Nella notte tra il 22 e il 23 marzo di quest’anno, a fronte delle ulteriori proteste per chiedere elezioni libere e pulite, per dire basta ai soprusi, alle violenze e alla violazione sistematica dei diritti umani e sociali, il “grande padre” ha piazzato i carri armati ai confine con Polonia e Lituania e ha vietato ogni assembramento. Ma la frattura tra istituzioni e popolazione ha segnato un punto di non ritorno. Lo scorso febbraio, l’Alto Commissario per i diritti umani delle Nazioni Unite, Michelle Bachelet, ha parlato chiaramente di “una crisi dei diritti umani senza precedenti nel paese: violazioni commesse impunemente che hanno provocato una atmosfera di paura”. Il codice penale è rigidissimo e prevede il carcere anche per reati minori. Non esiste la rieducazione ma solo la punizione ed è l’unico paese  europeo a prevedere, ed applicare la pena di morte.

Aljaksandr Lukašėnka gode della protezione di Putin che lo terrà al potere finché gli farà comodo, finché non avrà trovato il modo di sostituirlo mantenendo la Bielorussia nell’orbita Russa. E intanto sciano insieme a Sochi. Le sanzioni finora imposte dall’Europa non hanno per nulla scalfito il potere assoluto di Lukašėnka e si è deciso quindi, dopo l’incredibile atto di pirateria aerea, di allargarle a ottanta funzionari dell’entourage del presidente e di impedire agli aerei della compagnia di bandiera, la Belavia, di atterrare negli aeroporti europei.
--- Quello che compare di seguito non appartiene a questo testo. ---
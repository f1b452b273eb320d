/// Header names shared with plain RTSP
pub mod names {
    pub const CSEQ: &str = "CSeq";
    pub const CONTENT_TYPE: &str = "Content-Type";
    pub const CONTENT_LENGTH: &str = "Content-Length";
    pub const SESSION: &str = "Session";
    pub const TRANSPORT: &str = "Transport";
    pub const PUBLIC: &str = "Public";
    pub const AUTHORIZATION: &str = "Authorization";
    pub const WWW_AUTHENTICATE: &str = "WWW-Authenticate";
    pub const RTP_INFO: &str = "RTP-Info";
}

/// Headers only AirTunes speaks
pub mod raop {
    /// Base64 nonce a sender asks the device to sign
    pub const APPLE_CHALLENGE: &str = "Apple-Challenge";
    /// Signed answer to `Apple-Challenge`
    pub const APPLE_RESPONSE: &str = "Apple-Response";
    /// Output latency in samples, sent at `RECORD`
    pub const AUDIO_LATENCY: &str = "Audio-Latency";
    pub const AUDIO_JACK_STATUS: &str = "Audio-Jack-Status";
    pub const SERVER: &str = "Server";
    /// Value of the `Server` header
    pub const SERVER_IDENTITY: &str = "AirTunes/105.1";
}

/// Content types carried by `ANNOUNCE` and `SET_PARAMETER`
pub mod content_types {
    pub const SDP: &str = "application/sdp";
    pub const DMAP: &str = "application/x-dmap-tagged";
    pub const TEXT_PARAMETERS: &str = "text/parameters";
    pub const JPEG: &str = "image/jpeg";
    pub const NO_IMAGE: &str = "image/none";
}

/// Ordered header list with case-insensitive names
///
/// Insertion order is kept so responses go out in the order handlers built
/// them. Names keep the casing of the last insert.
#[derive(Debug, Clone, Default, PartialEq, Eq)]
pub struct Headers {
    entries: Vec<(String, String)>,
}

impl Headers {
    #[must_use]
    pub fn new() -> Self {
        Self::default()
    }

    /// Set a header, replacing any existing value in place
    pub fn insert(&mut self, name: impl Into<String>, value: impl Into<String>) {
        let name = name.into();
        let value = value.into();
        match self.position(&name) {
            Some(i) => self.entries[i] = (name, value),
            None => self.entries.push((name, value)),
        }
    }

    /// Remove a header, returning its value
    pub fn remove(&mut self, name: &str) -> Option<String> {
        let i = self.position(name)?;
        Some(self.entries.remove(i).1)
    }

    #[must_use]
    pub fn get(&self, name: &str) -> Option<&str> {
        self.position(name).map(|i| self.entries[i].1.as_str())
    }

    #[must_use]
    pub fn contains(&self, name: &str) -> bool {
        self.position(name).is_some()
    }

    /// `CSeq` exactly as the sender wrote it
    #[must_use]
    pub fn cseq_raw(&self) -> Option<&str> {
        self.get(names::CSEQ)
    }

    /// `CSeq` as a number, `None` if absent or not numeric
    #[must_use]
    pub fn cseq(&self) -> Option<u32> {
        self.cseq_raw()?.trim().parse().ok()
    }

    #[must_use]
    pub fn content_length(&self) -> Option<usize> {
        self.get(names::CONTENT_LENGTH)?.trim().parse().ok()
    }

    #[must_use]
    pub fn content_type(&self) -> Option<&str> {
        self.get(names::CONTENT_TYPE)
    }

    /// Content type without parameters, lowercased
    ///
    /// `Text/Parameters; charset=utf-8` becomes `text/parameters`.
    #[must_use]
    pub fn media_type(&self) -> Option<String> {
        let content_type = self.content_type()?;
        let essence = content_type.split(';').next().unwrap_or(content_type);
        Some(essence.trim().to_ascii_lowercase())
    }

    #[must_use]
    pub fn session(&self) -> Option<&str> {
        self.get(names::SESSION)
    }

    /// Headers in insertion order
    pub fn iter(&self) -> impl Iterator<Item = (&str, &str)> {
        self.entries.iter().map(|(k, v)| (k.as_str(), v.as_str()))
    }

    #[must_use]
    pub fn len(&self) -> usize {
        self.entries.len()
    }

    #[must_use]
    pub fn is_empty(&self) -> bool {
        self.entries.is_empty()
    }

    fn position(&self, name: &str) -> Option<usize> {
        self.entries.iter().position(|(k, _)| k.eq_ignore_ascii_case(name))
    }
}

impl<K: Into<String>, V: Into<String>> FromIterator<(K, V)> for Headers {
    fn from_iter<I: IntoIterator<Item = (K, V)>>(iter: I) -> Self {
        let mut headers = Headers::new();
        for (name, value) in iter {
            headers.insert(name, value);
        }
        headers
    }
}
//! Test sender for driving a receiver over real sockets
//!
//! Plays the part of iTunes: writes RTSP requests on one TCP connection and
//! sends RTP datagrams to the ports the receiver hands out at `SETUP`.

#![allow(dead_code)]

use std::fmt::Write;
use std::net::SocketAddr;
use std::sync::{Arc, OnceLock};
use std::time::Duration;

use airtunes::protocol::rtsp::{Headers, Method, RtspResponse, StatusCode};
use airtunes::receiver::{AirTunesReceiver, DecoderRegistry, ReceiverConfig, ReceiverEvent};
use airtunes::ServerKey;
use tokio::io::{AsyncReadExt, AsyncWriteExt};
use tokio::net::{TcpStream, UdpSocket};
use tokio::sync::mpsc::UnboundedReceiver;

pub const TIMEOUT: Duration = Duration::from_secs(5);

/// One key per test binary; generation is slow
pub fn server_key() -> Arc<ServerKey> {
    static KEY: OnceLock<Arc<ServerKey>> = OnceLock::new();
    KEY.get_or_init(|| Arc::new(ServerKey::generate().expect("key generation")))
        .clone()
}

pub fn test_config() -> ReceiverConfig {
    ReceiverConfig::with_name("Integration")
        .port(0)
        .bind_address("127.0.0.1".parse().unwrap())
        .control_timeout(0)
}

/// Start a PCM-only receiver and wait for its `Started` event
pub async fn start_receiver(
    config: ReceiverConfig,
) -> (AirTunesReceiver, UnboundedReceiver<ReceiverEvent>, SocketAddr) {
    let mut receiver = AirTunesReceiver::new(config, server_key()).with_decoders(DecoderRegistry::pcm_only());
    let mut events = receiver.take_events().unwrap();
    let addr = receiver.start().await.unwrap();

    match next_event(&mut events).await {
        ReceiverEvent::Started { port, .. } => assert_eq!(port, addr.port()),
        other => panic!("Expected Started event, got {other:?}"),
    }
    (receiver, events, addr)
}

pub async fn next_event(events: &mut UnboundedReceiver<ReceiverEvent>) -> ReceiverEvent {
    tokio::time::timeout(TIMEOUT, events.recv())
        .await
        .expect("timed out waiting for event")
        .expect("event channel closed")
}

pub fn pcm_sdp(name: Option<&str>) -> String {
    let mut sdp = String::from(
        "v=0\r\n\
         o=iTunes 3413821438 0 IN IP4 127.0.0.1\r\n\
         s=iTunes\r\n\
         c=IN IP4 127.0.0.1\r\n\
         t=0 0\r\n\
         m=audio 0 RTP/AVP 96\r\n\
         a=rtpmap:96 L16/44100/2\r\n\
         a=fmtp:96 352 0 16 40 10 14 2 255 0 0 44100\r\n",
    );
    if let Some(name) = name {
        let _ = write!(sdp, "i={name}\r\n");
    }
    sdp
}

/// Server ports from a `SETUP` response
#[derive(Debug, Clone, Copy)]
pub struct ServerPorts {
    pub audio: u16,
    pub control: u16,
    pub timing: u16,
}

impl ServerPorts {
    pub fn from_response(response: &RtspResponse) -> Option<Self> {
        let transport = response.headers.get("Transport")?;
        let port = |name: &str| {
            transport
                .split(';')
                .find_map(|part| part.strip_prefix(name)?.strip_prefix('='))
                .and_then(|v| v.parse().ok())
        };
        Some(Self {
            audio: port("server_port")?,
            control: port("control_port")?,
            timing: port("timing_port")?,
        })
    }
}

#[derive(Debug, thiserror::Error)]
pub enum TestSenderError {
    #[error("IO error: {0}")]
    Io(#[from] std::io::Error),
    #[error("Connection closed")]
    Closed,
    #[error("Invalid response")]
    InvalidResponse,
}

/// Minimal RAOP sender
pub struct TestSender {
    addr: SocketAddr,
    stream: TcpStream,
    buffer: Vec<u8>,
    cseq: u32,
    session_id: Option<String>,
    ports: Option<ServerPorts>,
    audio: Option<UdpSocket>,
    sequence: u16,
}

impl TestSender {
    pub async fn connect(addr: SocketAddr) -> Result<Self, TestSenderError> {
        Ok(Self {
            addr,
            stream: TcpStream::connect(addr).await?,
            buffer: Vec::new(),
            cseq: 0,
            session_id: None,
            ports: None,
            audio: None,
            sequence: 0,
        })
    }

    pub fn uri(&self) -> String {
        format!("rtsp://{}/3413821438", self.addr.ip())
    }

    pub fn ports(&self) -> Option<ServerPorts> {
        self.ports
    }

    /// Write a raw request without waiting for the answer
    pub async fn send_raw(&mut self, data: &[u8]) -> Result<(), TestSenderError> {
        self.stream.write_all(data).await?;
        Ok(())
    }

    pub async fn request(
        &mut self,
        method: Method,
        headers: &[(&str, &str)],
        body: Option<(&str, &[u8])>,
    ) -> Result<RtspResponse, TestSenderError> {
        self.cseq += 1;
        let mut head = format!("{} {} RTSP/1.0\r\nCSeq: {}\r\n", method.as_str(), self.uri(), self.cseq);
        if let Some(session) = &self.session_id {
            let _ = write!(head, "Session: {session}\r\n");
        }
        for (name, value) in headers {
            let _ = write!(head, "{name}: {value}\r\n");
        }
        if let Some((content_type, data)) = body {
            let _ = write!(head, "Content-Type: {content_type}\r\nContent-Length: {}\r\n", data.len());
        }
        head.push_str("\r\n");

        self.stream.write_all(head.as_bytes()).await?;
        if let Some((_, data)) = body {
            self.stream.write_all(data).await?;
        }
        self.read_response().await
    }

    pub async fn options(&mut self) -> Result<RtspResponse, TestSenderError> {
        self.request(Method::Options, &[], None).await
    }

    pub async fn announce(&mut self, sdp: &str) -> Result<RtspResponse, TestSenderError> {
        self.request(Method::Announce, &[], Some(("application/sdp", sdp.as_bytes())))
            .await
    }

    pub async fn setup(&mut self) -> Result<RtspResponse, TestSenderError> {
        let response = self
            .request(
                Method::Setup,
                &[("Transport", "RTP/AVP/UDP;unicast;interleaved=0-1;mode=record;control_port=6001;timing_port=6002")],
                None,
            )
            .await?;

        if response.status == StatusCode::OK {
            self.session_id = response.headers.get("Session").map(ToString::to_string);
            self.ports = ServerPorts::from_response(&response);
            if let Some(ports) = self.ports {
                let socket = UdpSocket::bind("127.0.0.1:0").await?;
                socket.connect(SocketAddr::new(self.addr.ip(), ports.audio)).await?;
                self.audio = Some(socket);
            }
        }
        Ok(response)
    }

    pub async fn record(&mut self) -> Result<RtspResponse, TestSenderError> {
        let rtp_info = format!("seq={};rtptime=0", self.sequence);
        self.request(Method::Record, &[("Range", "npt=0-"), ("RTP-Info", &rtp_info)], None)
            .await
    }

    pub async fn set_volume(&mut self, db: f32) -> Result<RtspResponse, TestSenderError> {
        let body = format!("volume: {db:.6}\r\n");
        self.request(Method::SetParameter, &[], Some(("text/parameters", body.as_bytes())))
            .await
    }

    pub async fn teardown(&mut self) -> Result<RtspResponse, TestSenderError> {
        self.request(Method::Teardown, &[], None).await
    }

    /// Send one RTP audio packet with the next sequence number
    pub async fn send_audio(&mut self, payload: &[u8]) -> Result<u16, TestSenderError> {
        let socket = self.audio.as_ref().ok_or(TestSenderError::Closed)?;
        let seq = self.sequence;
        let timestamp = u32::from(seq) * 352;

        let mut packet = vec![0x80, 0x60];
        packet.extend_from_slice(&seq.to_be_bytes());
        packet.extend_from_slice(&timestamp.to_be_bytes());
        packet.extend_from_slice(&0x1234_5678u32.to_be_bytes());
        packet.extend_from_slice(payload);
        socket.send(&packet).await?;

        self.sequence = self.sequence.wrapping_add(1);
        Ok(seq)
    }

    /// Read one response, buffering anything that arrives after it
    pub async fn read_response(&mut self) -> Result<RtspResponse, TestSenderError> {
        loop {
            if let Some(response) = self.try_parse()? {
                return Ok(response);
            }
            let mut chunk = [0u8; 4096];
            let n = tokio::time::timeout(TIMEOUT, self.stream.read(&mut chunk))
                .await
                .map_err(|_| TestSenderError::Closed)??;
            if n == 0 {
                return Err(TestSenderError::Closed);
            }
            self.buffer.extend_from_slice(&chunk[..n]);
        }
    }

    /// True once the receiver has closed the connection
    pub async fn is_closed(&mut self) -> bool {
        let mut chunk = [0u8; 64];
        matches!(
            tokio::time::timeout(TIMEOUT, self.stream.read(&mut chunk)).await,
            Ok(Ok(0) | Err(_))
        )
    }

    fn try_parse(&mut self) -> Result<Option<RtspResponse>, TestSenderError> {
        let Some(head_end) = self.buffer.windows(4).position(|w| w == b"\r\n\r\n") else {
            return Ok(None);
        };
        let head = String::from_utf8_lossy(&self.buffer[..head_end]).into_owned();
        let mut lines = head.split("\r\n");

        let status_line = lines.next().ok_or(TestSenderError::InvalidResponse)?;
        let mut parts = status_line.splitn(3, ' ');
        let version = parts.next().ok_or(TestSenderError::InvalidResponse)?.to_string();
        let status = parts
            .next()
            .and_then(|s| s.parse().ok())
            .ok_or(TestSenderError::InvalidResponse)?;
        let reason = parts.next().unwrap_or_default().to_string();

        let mut headers = Headers::new();
        for line in lines {
            let (name, value) = line.split_once(':').ok_or(TestSenderError::InvalidResponse)?;
            headers.insert(name.trim(), value.trim());
        }

        let body_len = headers.content_length().unwrap_or(0);
        let body_start = head_end + 4;
        if self.buffer.len() < body_start + body_len {
            return Ok(None);
        }
        let body = self.buffer[body_start..body_start + body_len].to_vec();
        self.buffer.drain(..body_start + body_len);

        Ok(Some(RtspResponse {
            version,
            status: StatusCode(status),
            reason,
            headers,
            body,
        }))
    }
}
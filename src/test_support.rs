//! Shared fixtures for unit tests

use std::sync::{Arc, OnceLock};

use crate::protocol::crypto::ServerKey;

/// One 1024-bit key per test binary; generation is the slow part
pub(crate) fn test_key() -> Arc<ServerKey> {
    static KEY: OnceLock<Arc<ServerKey>> = OnceLock::new();
    KEY.get_or_init(|| Arc::new(ServerKey::generate().expect("key generation")))
        .clone()
}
Tutto corretto, anzi, si dovrebbe fare di più.

Ma su quell’aereo doveva imbarcarsi questa estate, dopo due anni di separazione per la pandemia, quella ragazzina bionda oggi donna, sposata e con un bambino, il mio nipotino di cuore che mi chiama babushka perché non serve uno stato di famiglia per essere nonna.

Dietro le grandi manovre politiche dei dittatori ci sono sempre persone che soffrono, affetti negati, libertà e diritti violati.